Housing remains a bright spot. Year-to-date total home sales and housing construction are the highest in years. But housing data weakened this past month. Housing starts fell 2.6 percent in April. Permits for single-family homes also declined. After a strong March, home sales took a hit in April as well. New home sales fell 11.4 percent and existing home sales fell 2.3 percent. The recent declines are likely to reverse as low mortgage interest rates and solid job gains boost the housing market. We expect housing starts and home sales to firm in the coming months and for 2017 to exceed 2016's best-in-a-decade levels.

Rates remain higher than 2016

Table chart of Forecast: June 2017 Snapshot

Mortgage rates have been on the decline. As of June 22, 2017, the U.S. weekly average 30-year fixed mortgage rate was 3.90 percent, 30 basis points lower than at the start of 2017. Lower mortgage rates help support refinance activity. However, today's mortgage rate is still almost 50 basis points higher than last year's low. In 2016, mortgage rates fell below 3.5 percent for 16 weeks and below 3.7 percent for 37 weeks. Unless rates fall below 3.5 percent this year and stay there for an extended period, refinance volume will fall short of last year’s levels. And we don't expect mortgage rates to fall that much. Thus, we forecast mortgage origination volume will decline $370 billion in 2017.

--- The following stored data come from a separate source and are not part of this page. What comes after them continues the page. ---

//! Property-based tests using proptest
//!
//! These tests validate codec invariants across a wide range of randomly
//! generated inputs, ensuring robust behavior under all conditions.

#![allow(clippy::expect_used, clippy::unwrap_used)]

use bytes::BytesMut;
use packet_wire::{
    ByteOrder, FrameKind, FrameTable, Packet, PacketFramer, PacketReader, PacketWriter, ValueType,
};
use proptest::prelude::*;
use tokio_util::codec::{Decoder, Encoder};

fn any_value_type() -> impl Strategy<Value = ValueType> {
    prop_oneof![
        Just(ValueType::Standard),
        Just(ValueType::AddBias),
        Just(ValueType::Negate),
        Just(ValueType::SubBias),
    ]
}

fn any_wide_order() -> impl Strategy<Value = ByteOrder> {
    prop_oneof![Just(ByteOrder::Big), Just(ByteOrder::Little)]
}

fn any_int_order() -> impl Strategy<Value = ByteOrder> {
    prop_oneof![
        Just(ByteOrder::Big),
        Just(ByteOrder::Little),
        Just(ByteOrder::Middle),
        Just(ByteOrder::InverseMiddle),
    ]
}

// Property: every supported write/read pair is an exact round trip
proptest! {
    #[test]
    fn prop_u16_round_trip(value in any::<u16>(), ty in any_value_type(), order in any_wide_order()) {
        let mut writer = PacketWriter::new();
        writer.write_u16(value, ty, order).expect("write");
        let wire = writer.finish().expect("finish");

        let mut reader = PacketReader::new(wire);
        prop_assert_eq!(reader.read_u16(ty, order).expect("read"), value);
    }
}

proptest! {
    #[test]
    fn prop_u32_round_trip(value in any::<u32>(), ty in any_value_type(), order in any_int_order()) {
        let mut writer = PacketWriter::new();
        writer.write_u32(value, ty, order).expect("write");
        let wire = writer.finish().expect("finish");

        let mut reader = PacketReader::new(wire);
        prop_assert_eq!(reader.read_u32(ty, order).expect("read"), value);
    }
}

proptest! {
    #[test]
    fn prop_i64_round_trip(value in any::<i64>(), ty in any_value_type(), order in any_wide_order()) {
        let mut writer = PacketWriter::new();
        writer.write_i64(value, ty, order).expect("write");
        let wire = writer.finish().expect("finish");

        let mut reader = PacketReader::new(wire);
        prop_assert_eq!(reader.read_i64(ty, order).expect("read"), value);
    }
}

// Property: mixed field sequences drain in write order
proptest! {
    #[test]
    fn prop_field_sequence_round_trip(
        a in any::<u8>(),
        b in any::<i16>(),
        c in any::<u32>(),
        d in any::<i64>(),
        ty in any_value_type(),
    ) {
        let mut writer = PacketWriter::new();
        writer.write_u8(a, ty).expect("u8");
        writer.write_i16(b, ty, ByteOrder::Little).expect("i16");
        writer.write_u32(c, ty, ByteOrder::InverseMiddle).expect("u32");
        writer.write_i64(d, ty, ByteOrder::Big).expect("i64");
        let wire = writer.finish().expect("finish");

        let mut reader = PacketReader::new(wire);
        prop_assert_eq!(reader.read_u8(ty).expect("u8"), a);
        prop_assert_eq!(reader.read_i16(ty, ByteOrder::Little).expect("i16"), b);
        prop_assert_eq!(reader.read_u32(ty, ByteOrder::InverseMiddle).expect("u32"), c);
        prop_assert_eq!(reader.read_i64(ty, ByteOrder::Big).expect("i64"), d);
        prop_assert_eq!(reader.remaining(), 0);
    }
}

// Property: strings round-trip as long as they avoid the terminator byte
proptest! {
    #[test]
    fn prop_string_round_trip(s in "[ -~]{0,256}") {
        let mut writer = PacketWriter::new();
        writer.write_string(&s).expect("write");
        let wire = writer.finish().expect("finish");
        prop_assert_eq!(wire.len(), s.len() + 1);

        let mut reader = PacketReader::new(wire);
        prop_assert_eq!(reader.read_string().expect("read"), s);
    }
}

// Property: growth never corrupts earlier content, whatever the start size
proptest! {
    #[test]
    fn prop_growth_preserves_content(
        initial in 0usize..32,
        payload in prop::collection::vec(any::<u8>(), 0..2048),
    ) {
        let mut writer = PacketWriter::with_capacity(initial);
        writer.write_bytes(&payload).expect("write");
        let wire = writer.finish().expect("finish");
        prop_assert_eq!(&wire[..], &payload[..]);
    }
}

// Property: bit runs pack to the documented width and round the cursor up
proptest! {
    #[test]
    fn prop_bit_runs_occupy_exact_bytes(widths in prop::collection::vec(0usize..=32, 1..40)) {
        let mut writer = PacketWriter::new();
        writer.set_access(packet_wire::AccessMode::BitAddressed);
        for &width in &widths {
            writer.write_bits(width, u32::MAX).expect("bits");
        }
        writer.set_access(packet_wire::AccessMode::ByteAddressed);

        let total: usize = widths.iter().sum();
        prop_assert_eq!(writer.position(), (total + 7) / 8);
    }
}

// Property: framer encode/decode is lossless for registered opcodes
proptest! {
    #[test]
    fn prop_framed_packet_round_trip(
        opcode in 0u8..=255,
        body in prop::collection::vec(any::<u8>(), 0..512),
    ) {
        let mut table = FrameTable::new();
        table.register(opcode, FrameKind::VariableShort);
        let mut framer = PacketFramer::new(table);

        let mut buf = BytesMut::new();
        framer
            .encode(Packet::new(opcode, bytes::Bytes::from(body.clone())), &mut buf)
            .expect("encode");

        let decoded = framer.decode(&mut buf).expect("decode").expect("complete");
        prop_assert_eq!(decoded.opcode, opcode);
        prop_assert_eq!(&decoded.body[..], &body[..]);
        prop_assert_eq!(buf.len(), 0);
    }
}

// Property: arbitrary byte soup never panics the reader
proptest! {
    #[test]
    fn prop_reader_never_panics(data in prop::collection::vec(any::<u8>(), 0..64)) {
        let mut reader = PacketReader::from_slice(&data);
        let _ = reader.read_u32(ValueType::AddBias, ByteOrder::Middle);
        let _ = reader.read_u16(ValueType::Negate, ByteOrder::Little);
        let _ = reader.read_string();
        let _ = reader.read_bytes_reverse(8, ValueType::SubBias);
        let _ = reader.read_u64(ValueType::Standard, ByteOrder::Big);
    }
}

Thinking of buying a home?

June is National Homeownership Month, a time to reflect on the many benefits of owning a home. Owning a home is a key to wealth accumulation: Home owners build equity through paying down principal and home price appreciation. Tax benefits magnify the financial benefits of increasing home equity.

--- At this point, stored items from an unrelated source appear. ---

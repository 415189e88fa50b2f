//! # Utility Modules
//!
//! Supporting utilities shared by hosts embedding the codec.
//!
//! ## Components
//! - **Logging**: Structured logging configuration

pub mod logging;
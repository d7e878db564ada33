//! Memory and page layout constants of the target VM.

/// Size of the addressable unit, in bytes.
pub const WORD_BYTES: u32 = 8;

/// Words per page.
pub const PAGE_WORDS: u32 = 32;

/// Bytes per page.
pub const PAGE_BYTES: u32 = PAGE_WORDS * WORD_BYTES;

/// Deployable code budget, in pages.
pub const MAX_CODE_PAGES: u32 = 10;

/// Deployable code budget, in bytes.
pub const MAX_CODE_BYTES: usize = (MAX_CODE_PAGES * PAGE_BYTES) as usize;

/// Data budget, in pages.
pub const MAX_DATA_PAGES: u32 = 10;

/// Data budget, in words (fields + reserved words + temp region).
pub const MAX_DATA_WORDS: u32 = MAX_DATA_PAGES * PAGE_WORDS;
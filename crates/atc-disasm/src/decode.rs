//! Structured decoding of the flat code image.

use atc_isa::{Opcode, OperandKind};

use crate::DisasmError;

/// One decoded operand, tagged with the kind the opcode table declares.
#[derive(Debug, Clone, Copy, PartialEq, Eq)]
pub enum DecodedOperand {
    /// Read-write word address.
    Dst(u32),
    /// Read-only word address.
    Src(u32),
    /// 8-byte immediate.
    Imm(i64),
    /// Absolute byte offset into code.
    Code(u32),
    /// Signed offset relative to the instruction start.
    BranchOff(i8),
    /// External-function selector.
    Fun(u16),
}

/// One decoded instruction.
#[derive(Debug, Clone, PartialEq, Eq)]
pub struct DecodedInstr {
    /// Byte offset of the opcode in the image.
    pub offset: usize,
    pub op: Opcode,
    pub operands: Vec<DecodedOperand>,
}

/// Decode an entire code image. Fails on the first unknown opcode or
/// truncated instruction — partial decodes would misrepresent the program.
pub fn decode(code: &[u8]) -> Result<Vec<DecodedInstr>, DisasmError> {
    let mut out = Vec::new();
    let mut pos = 0usize;
    while pos < code.len() {
        let op = Opcode::try_from(code[pos]).map_err(|opcode| DisasmError::UnknownOpcode {
            opcode,
            offset: pos,
        })?;
        let len = op.encoded_len();
        if pos + len > code.len() {
            return Err(DisasmError::Truncated {
                offset: pos,
                mnemonic: op.mnemonic(),
                needed: len,
            });
        }

        let mut cursor = pos + 1;
        let mut operands = Vec::with_capacity(op.operands().len());
        for kind in op.operands() {
            operands.push(read_operand(*kind, code, &mut cursor));
        }
        out.push(DecodedInstr {
            offset: pos,
            op,
            operands,
        });
        pos += len;
    }
    Ok(out)
}

fn read_operand(kind: OperandKind, code: &[u8], cursor: &mut usize) -> DecodedOperand {
    let at = *cursor;
    *cursor += kind.width();
    match kind {
        OperandKind::DstAddr => DecodedOperand::Dst(read_u32(code, at)),
        OperandKind::SrcAddr => DecodedOperand::Src(read_u32(code, at)),
        OperandKind::CodeAddr => DecodedOperand::Code(read_u32(code, at)),
        OperandKind::Imm => {
            let mut bytes = [0u8; 8];
            bytes.copy_from_slice(&code[at..at + 8]);
            DecodedOperand::Imm(i64::from_le_bytes(bytes))
        }
        OperandKind::BranchOff => DecodedOperand::BranchOff(code[at] as i8),
        OperandKind::FunSel => {
            DecodedOperand::Fun(u16::from_le_bytes([code[at], code[at + 1]]))
        }
    }
}

fn read_u32(code: &[u8], at: usize) -> u32 {
    let mut bytes = [0u8; 4];
    bytes.copy_from_slice(&code[at..at + 4]);
    u32::from_le_bytes(bytes)
}

#[cfg(test)]
mod tests {
    use super::*;

    #[test]
    fn rejects_unknown_opcode() {
        assert_eq!(
            decode(&[0xff]),
            Err(DisasmError::UnknownOpcode {
                opcode: 0xff,
                offset: 0
            })
        );
    }

    #[test]
    fn rejects_truncated_tail() {
        // SET_VAL needs 13 bytes; give it 3.
        let err = decode(&[0x01, 0x00, 0x00]).unwrap_err();
        assert_eq!(
            err,
            DisasmError::Truncated {
                offset: 0,
                mnemonic: "SET_VAL",
                needed: 13
            }
        );
    }

    #[test]
    fn decodes_back_to_back_instructions() {
        // CLR_DAT @2 ; RET_SUB
        let mut code = vec![0x03];
        code.extend_from_slice(&2u32.to_le_bytes());
        code.push(0x13);
        let instrs = decode(&code).unwrap();
        assert_eq!(instrs.len(), 2);
        assert_eq!(instrs[0].operands, vec![DecodedOperand::Dst(2)]);
        assert_eq!(instrs[1].offset, 5);
        assert!(instrs[1].operands.is_empty());
    }
}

Prior to the Great Recession, homeownership rose to an all-time high of 69.2 percent of households. During the recession, many people lost their homes through foreclosures, and homeownership rates in the U.S. dipped to a 50-year low. In the first quarter of 2017, the rate was 63.6 percent – six-percentage points lower than its peak in 2004.

Line chart showing homeownership rates declining from 69% to 64% from 2001 to 2017

So, where is homeownership headed from here?  Here are a few of the factors that have caught our attention.

  • Why are the Experts Pessimistic About the Future of Homeownership? Some experts expect the homeownership rate to continue to decline in the future.  These experts point to the rising share of racial and ethnic minorities in the population, groups whose homeownership rates historically lag behind the national average. Last Fall, we explained how the experts form their projections, and why they might be overly pessimistic.
  • Will the Hispanic Homeownership Gap Persist?  The Hispanic homeownership rate has been increasing in recent years and has been gaining ground on the rate among non-Hispanic whites. In our upcoming June Insight, we discuss how the increasing average age of resident Hispanics and the changing share of new immigrants is likely to impact Hispanic homeownership rates in the future.
  • Student Loans and Homeownership. Many housing analysts believe the explosive growth of student debt is preventing some Millennials from buying their first homes. In 2015, we reviewed evidence that highlights which student loans were good investments in a future career and which piled up debt that will be hard to repay.  
  • Where do the Service Workers In San Francisco Live? Rapid increases in house prices in the last few years have made homeownership more challenging for first-time buyers. In April, we analyzed how the overall cost of living in the San Francisco area is roughly 50 percent higher than the national average and how even higher-income families are affected.
  • Three Trends That Are Shaping the Future of Housing. Most commentary on housing focuses on the short-term – this month's housing starts and this quarter's house price inflation. But some of the most profound influences on housing have been developing for decades. Increasing income inequality, the increasing share of land costs in housing prices, and increasing land use restrictions are three trends that are shaping the future of housing.

To cap off these discussions, our soon-to-be published article, "If housing is so affordable, why doesn't it feel that way?" takes on all these issues at once to assess the real barriers to homeownership today.